EXERCISE REQUIREMENTS →
In full and unchanged, output the entries that follow.

◆ ◆ ◆

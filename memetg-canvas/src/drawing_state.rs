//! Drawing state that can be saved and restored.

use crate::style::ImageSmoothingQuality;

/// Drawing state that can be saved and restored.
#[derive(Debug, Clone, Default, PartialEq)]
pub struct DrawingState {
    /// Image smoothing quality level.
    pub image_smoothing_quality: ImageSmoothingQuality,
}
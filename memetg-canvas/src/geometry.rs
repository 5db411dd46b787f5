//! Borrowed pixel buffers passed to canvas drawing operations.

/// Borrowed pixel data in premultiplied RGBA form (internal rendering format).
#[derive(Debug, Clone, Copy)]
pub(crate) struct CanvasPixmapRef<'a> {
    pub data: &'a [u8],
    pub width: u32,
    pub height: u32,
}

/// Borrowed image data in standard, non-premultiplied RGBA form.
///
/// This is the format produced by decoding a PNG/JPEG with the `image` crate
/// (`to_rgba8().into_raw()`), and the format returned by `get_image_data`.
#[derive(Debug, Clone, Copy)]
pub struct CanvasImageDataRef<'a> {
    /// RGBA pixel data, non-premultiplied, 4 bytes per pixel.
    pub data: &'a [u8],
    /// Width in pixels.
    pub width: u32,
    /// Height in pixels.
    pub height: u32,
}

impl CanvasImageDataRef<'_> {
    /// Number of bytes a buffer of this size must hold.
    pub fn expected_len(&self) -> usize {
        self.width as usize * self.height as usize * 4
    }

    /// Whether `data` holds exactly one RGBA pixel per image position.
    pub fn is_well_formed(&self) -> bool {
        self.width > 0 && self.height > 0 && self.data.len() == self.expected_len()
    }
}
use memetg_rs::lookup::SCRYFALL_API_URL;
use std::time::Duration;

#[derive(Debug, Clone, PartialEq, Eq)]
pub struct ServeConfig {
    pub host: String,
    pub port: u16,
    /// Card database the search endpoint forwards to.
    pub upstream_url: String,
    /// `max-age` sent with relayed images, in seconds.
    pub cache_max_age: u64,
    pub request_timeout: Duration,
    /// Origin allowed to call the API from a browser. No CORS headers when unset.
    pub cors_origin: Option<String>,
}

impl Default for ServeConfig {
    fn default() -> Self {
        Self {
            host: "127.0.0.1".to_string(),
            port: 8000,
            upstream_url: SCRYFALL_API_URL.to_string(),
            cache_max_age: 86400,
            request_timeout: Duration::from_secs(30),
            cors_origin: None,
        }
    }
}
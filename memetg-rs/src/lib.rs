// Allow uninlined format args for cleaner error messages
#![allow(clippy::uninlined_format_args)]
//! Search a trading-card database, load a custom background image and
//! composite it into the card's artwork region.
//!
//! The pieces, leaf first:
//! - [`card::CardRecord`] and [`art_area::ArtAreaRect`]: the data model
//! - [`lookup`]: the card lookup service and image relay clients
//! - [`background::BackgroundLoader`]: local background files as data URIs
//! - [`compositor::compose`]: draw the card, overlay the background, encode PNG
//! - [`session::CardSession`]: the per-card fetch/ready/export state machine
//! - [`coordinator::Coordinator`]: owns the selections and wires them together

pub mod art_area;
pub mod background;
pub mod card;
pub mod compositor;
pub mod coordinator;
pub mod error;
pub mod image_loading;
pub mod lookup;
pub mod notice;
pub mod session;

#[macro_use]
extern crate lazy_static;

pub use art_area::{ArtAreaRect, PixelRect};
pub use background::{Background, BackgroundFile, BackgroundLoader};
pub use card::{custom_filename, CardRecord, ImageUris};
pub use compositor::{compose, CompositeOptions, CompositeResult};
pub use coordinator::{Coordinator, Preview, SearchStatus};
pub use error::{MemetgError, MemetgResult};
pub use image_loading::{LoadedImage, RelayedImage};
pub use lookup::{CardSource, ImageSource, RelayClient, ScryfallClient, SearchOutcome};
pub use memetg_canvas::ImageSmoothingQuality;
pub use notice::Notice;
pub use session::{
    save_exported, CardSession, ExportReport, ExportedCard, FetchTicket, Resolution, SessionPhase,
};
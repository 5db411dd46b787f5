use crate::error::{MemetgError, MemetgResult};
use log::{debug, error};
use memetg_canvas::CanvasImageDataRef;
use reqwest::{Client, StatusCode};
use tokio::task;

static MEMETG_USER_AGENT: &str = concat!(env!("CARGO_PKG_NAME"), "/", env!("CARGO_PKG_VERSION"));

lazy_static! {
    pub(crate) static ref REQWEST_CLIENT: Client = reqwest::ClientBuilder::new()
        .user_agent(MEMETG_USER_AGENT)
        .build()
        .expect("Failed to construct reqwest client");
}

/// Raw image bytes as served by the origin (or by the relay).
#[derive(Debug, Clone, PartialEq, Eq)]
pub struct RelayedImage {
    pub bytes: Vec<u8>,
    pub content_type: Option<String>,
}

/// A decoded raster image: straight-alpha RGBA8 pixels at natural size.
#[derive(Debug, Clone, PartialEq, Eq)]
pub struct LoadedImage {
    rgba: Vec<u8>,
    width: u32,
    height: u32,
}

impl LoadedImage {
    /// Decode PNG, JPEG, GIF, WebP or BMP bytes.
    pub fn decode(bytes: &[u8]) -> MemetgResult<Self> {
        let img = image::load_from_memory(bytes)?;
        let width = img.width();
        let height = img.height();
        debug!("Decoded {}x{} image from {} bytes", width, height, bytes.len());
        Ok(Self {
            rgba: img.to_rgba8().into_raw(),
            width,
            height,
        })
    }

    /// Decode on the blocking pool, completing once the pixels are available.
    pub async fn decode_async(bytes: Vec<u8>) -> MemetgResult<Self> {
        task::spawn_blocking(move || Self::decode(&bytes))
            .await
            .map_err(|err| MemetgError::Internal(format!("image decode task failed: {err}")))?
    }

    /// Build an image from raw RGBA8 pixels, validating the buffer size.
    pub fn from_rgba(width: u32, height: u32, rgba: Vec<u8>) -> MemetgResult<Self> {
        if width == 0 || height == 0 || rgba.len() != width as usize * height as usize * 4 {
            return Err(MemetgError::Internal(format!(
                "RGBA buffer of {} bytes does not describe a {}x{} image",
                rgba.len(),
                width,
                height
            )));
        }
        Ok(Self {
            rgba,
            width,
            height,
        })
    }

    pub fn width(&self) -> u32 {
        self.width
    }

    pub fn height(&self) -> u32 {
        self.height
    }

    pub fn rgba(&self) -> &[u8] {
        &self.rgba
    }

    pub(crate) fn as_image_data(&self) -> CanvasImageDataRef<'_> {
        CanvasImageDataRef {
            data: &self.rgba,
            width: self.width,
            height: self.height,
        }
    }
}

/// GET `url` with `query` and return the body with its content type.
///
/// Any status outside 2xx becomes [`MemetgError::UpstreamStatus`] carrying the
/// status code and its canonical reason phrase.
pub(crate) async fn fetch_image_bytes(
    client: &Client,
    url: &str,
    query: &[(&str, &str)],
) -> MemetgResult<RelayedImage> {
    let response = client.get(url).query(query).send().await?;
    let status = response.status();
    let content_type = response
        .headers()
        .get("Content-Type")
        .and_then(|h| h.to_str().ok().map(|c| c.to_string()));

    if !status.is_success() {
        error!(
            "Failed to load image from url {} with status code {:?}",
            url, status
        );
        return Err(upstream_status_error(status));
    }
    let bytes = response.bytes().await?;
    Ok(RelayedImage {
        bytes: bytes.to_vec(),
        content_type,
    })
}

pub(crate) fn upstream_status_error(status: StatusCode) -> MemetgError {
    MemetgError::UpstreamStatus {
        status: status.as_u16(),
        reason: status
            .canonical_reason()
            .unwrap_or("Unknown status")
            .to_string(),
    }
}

◆ ◆ ◆

EXPECTED ANSWER →
filename memetg-canvas/src/drawing_state.rs
//! Drawing state that can be saved and restored.

use crate::style::ImageSmoothingQuality;

/// Drawing state that can be saved and restored.
#[derive(Debug, Clone, Default, PartialEq)]
pub struct DrawingState {
    /// Image smoothing quality level.
    pub image_smoothing_quality: ImageSmoothingQuality,
}
filename memetg-canvas/src/geometry.rs
repository 5db411dd46b787f5
//! Borrowed pixel buffers passed to canvas drawing operations.

/// Borrowed pixel data in premultiplied RGBA form (internal rendering format).
#[derive(Debug, Clone, Copy)]
pub(crate) struct CanvasPixmapRef<'a> {
    pub data: &'a [u8],
    pub width: u32,
    pub height: u32,
}

/// Borrowed image data in standard, non-premultiplied RGBA form.
///
/// This is the format produced by decoding a PNG/JPEG with the `image` crate
/// (`to_rgba8().into_raw()`), and the format returned by `get_image_data`.
#[derive(Debug, Clone, Copy)]
pub struct CanvasImageDataRef<'a> {
    /// RGBA pixel data, non-premultiplied, 4 bytes per pixel.
    pub data: &'a [u8],
    /// Width in pixels.
    pub width: u32,
    /// Height in pixels.
    pub height: u32,
}

impl CanvasImageDataRef<'_> {
    /// Number of bytes a buffer of this size must hold.
    pub fn expected_len(&self) -> usize {
        self.width as usize * self.height as usize * 4
    }

    /// Whether `data` holds exactly one RGBA pixel per image position.
    pub fn is_well_formed(&self) -> bool {
        self.width > 0 && self.height > 0 && self.data.len() == self.expected_len()
    }
}
use memetg_rs::lookup::SCRYFALL_API_URL;
use std::time::Duration;

#[derive(Debug, Clone, PartialEq, Eq)]
pub struct ServeConfig {
    pub host: String,
    pub port: u16,
    /// Card database the search endpoint forwards to.
    pub upstream_url: String,
    /// `max-age` sent with relayed images, in seconds.
    pub cache_max_age: u64,
    pub request_timeout: Duration,
    /// Origin allowed to call the API from a browser. No CORS headers when unset.
    pub cors_origin: Option<String>,
}

impl Default for ServeConfig {
    fn default() -> Self {
        Self {
            host: "127.0.0.1".to_string(),
            port: 8000,
            upstream_url: SCRYFALL_API_URL.to_string(),
            cache_max_age: 86400,
            request_timeout: Duration::from_secs(30),
            cors_origin: None,
        }
    }
}
filename memetg-rs/src/lib.rs
// Allow uninlined format args for cleaner error messages
#![allow(clippy::uninlined_format_args)]
//! Search a trading-card database, load a custom background image and
//! composite it into the card's artwork region.
//!
//! The pieces, leaf first:
//! - [`card::CardRecord`] and [`art_area::ArtAreaRect`]: the data model
//! - [`lookup`]: the card lookup service and image relay clients
//! - [`background::BackgroundLoader`]: local background files as data URIs
//! - [`compositor::compose`]: draw the card, overlay the background, encode PNG
//! - [`session::CardSession`]: the per-card fetch/ready/export state machine
//! - [`coordinator::Coordinator`]: owns the selections and wires them together

pub mod art_area;
pub mod background;
pub mod card;
pub mod compositor;
pub mod coordinator;
pub mod error;
pub mod image_loading;
pub mod lookup;
pub mod notice;
pub mod session;

#[macro_use]
extern crate lazy_static;

pub use art_area::{ArtAreaRect, PixelRect};
pub use background::{Background, BackgroundFile, BackgroundLoader};
pub use card::{custom_filename, CardRecord, ImageUris};
pub use compositor::{compose, CompositeOptions, CompositeResult};
pub use coordinator::{Coordinator, Preview, SearchStatus};
pub use error::{MemetgError, MemetgResult};
pub use image_loading::{LoadedImage, RelayedImage};
pub use lookup::{CardSource, ImageSource, RelayClient, ScryfallClient, SearchOutcome};
pub use memetg_canvas::ImageSmoothingQuality;
pub use notice::Notice;
pub use session::{
    save_exported, CardSession, ExportReport, ExportedCard, FetchTicket, Resolution, SessionPhase,
};
repository 5db411dd46b787f5
use crate::error::{MemetgError, MemetgResult};
use log::{debug, error};
use memetg_canvas::CanvasImageDataRef;
use reqwest::{Client, StatusCode};
use tokio::task;

static MEMETG_USER_AGENT: &str = concat!(env!("CARGO_PKG_NAME"), "/", env!("CARGO_PKG_VERSION"));

lazy_static! {
    pub(crate) static ref REQWEST_CLIENT: Client = reqwest::ClientBuilder::new()
        .user_agent(MEMETG_USER_AGENT)
        .build()
        .expect("Failed to construct reqwest client");
}

/// Raw image bytes as served by the origin (or by the relay).
#[derive(Debug, Clone, PartialEq, Eq)]
pub struct RelayedImage {
    pub bytes: Vec<u8>,
    pub content_type: Option<String>,
}

/// A decoded raster image: straight-alpha RGBA8 pixels at natural size.
#[derive(Debug, Clone, PartialEq, Eq)]
pub struct LoadedImage {
    rgba: Vec<u8>,
    width: u32,
    height: u32,
}

impl LoadedImage {
    /// Decode PNG, JPEG, GIF, WebP or BMP bytes.
    pub fn decode(bytes: &[u8]) -> MemetgResult<Self> {
        let img = image::load_from_memory(bytes)?;
        let width = img.width();
        let height = img.height();
        debug!("Decoded {}x{} image from {} bytes", width, height, bytes.len());
        Ok(Self {
            rgba: img.to_rgba8().into_raw(),
            width,
            height,
        })
    }

    /// Decode on the blocking pool, completing once the pixels are available.
    pub async fn decode_async(bytes: Vec<u8>) -> MemetgResult<Self> {
        task::spawn_blocking(move || Self::decode(&bytes))
            .await
            .map_err(|err| MemetgError::Internal(format!("image decode task failed: {err}")))?
    }

    /// Build an image from raw RGBA8 pixels, validating the buffer size.
    pub fn from_rgba(width: u32, height: u32, rgba: Vec<u8>) -> MemetgResult<Self> {
        if width == 0 || height == 0 || rgba.len() != width as usize * height as usize * 4 {
            return Err(MemetgError::Internal(format!(
                "RGBA buffer of {} bytes does not describe a {}x{} image",
                rgba.len(),
                width,
                height
            )));
        }
        Ok(Self {
            rgba,
            width,
            height,
        })
    }

    pub fn width(&self) -> u32 {
        self.width
    }

    pub fn height(&self) -> u32 {
        self.height
    }

    pub fn rgba(&self) -> &[u8] {
        &self.rgba
    }

    pub(crate) fn as_image_data(&self) -> CanvasImageDataRef<'_> {
        CanvasImageDataRef {
            data: &self.rgba,
            width: self.width,
            height: self.height,
        }
    }
}

/// GET `url` with `query` and return the body with its content type.
///
/// Any status outside 2xx becomes [`MemetgError::UpstreamStatus`] carrying the
/// status code and its canonical reason phrase.
pub(crate) async fn fetch_image_bytes(
    client: &Client,
    url: &str,
    query: &[(&str, &str)],
) -> MemetgResult<RelayedImage> {
    let response = client.get(url).query(query).send().await?;
    let status = response.status();
    let content_type = response
        .headers()
        .get("Content-Type")
        .and_then(|h| h.to_str().ok().map(|c| c.to_string()));

    if !status.is_success() {
        error!(
            "Failed to load image from url {} with status code {:?}",
            url, status
        );
        return Err(upstream_status_error(status));
    }
    let bytes = response.bytes().await?;
    Ok(RelayedImage {
        bytes: bytes.to_vec(),
        content_type,
    })
}

pub(crate) fn upstream_status_error(status: StatusCode) -> MemetgError {
    MemetgError::UpstreamStatus {
        status: status.as_u16(),
        reason: status
            .canonical_reason()
            .unwrap_or("Unknown status")
            .to_string(),
    }
}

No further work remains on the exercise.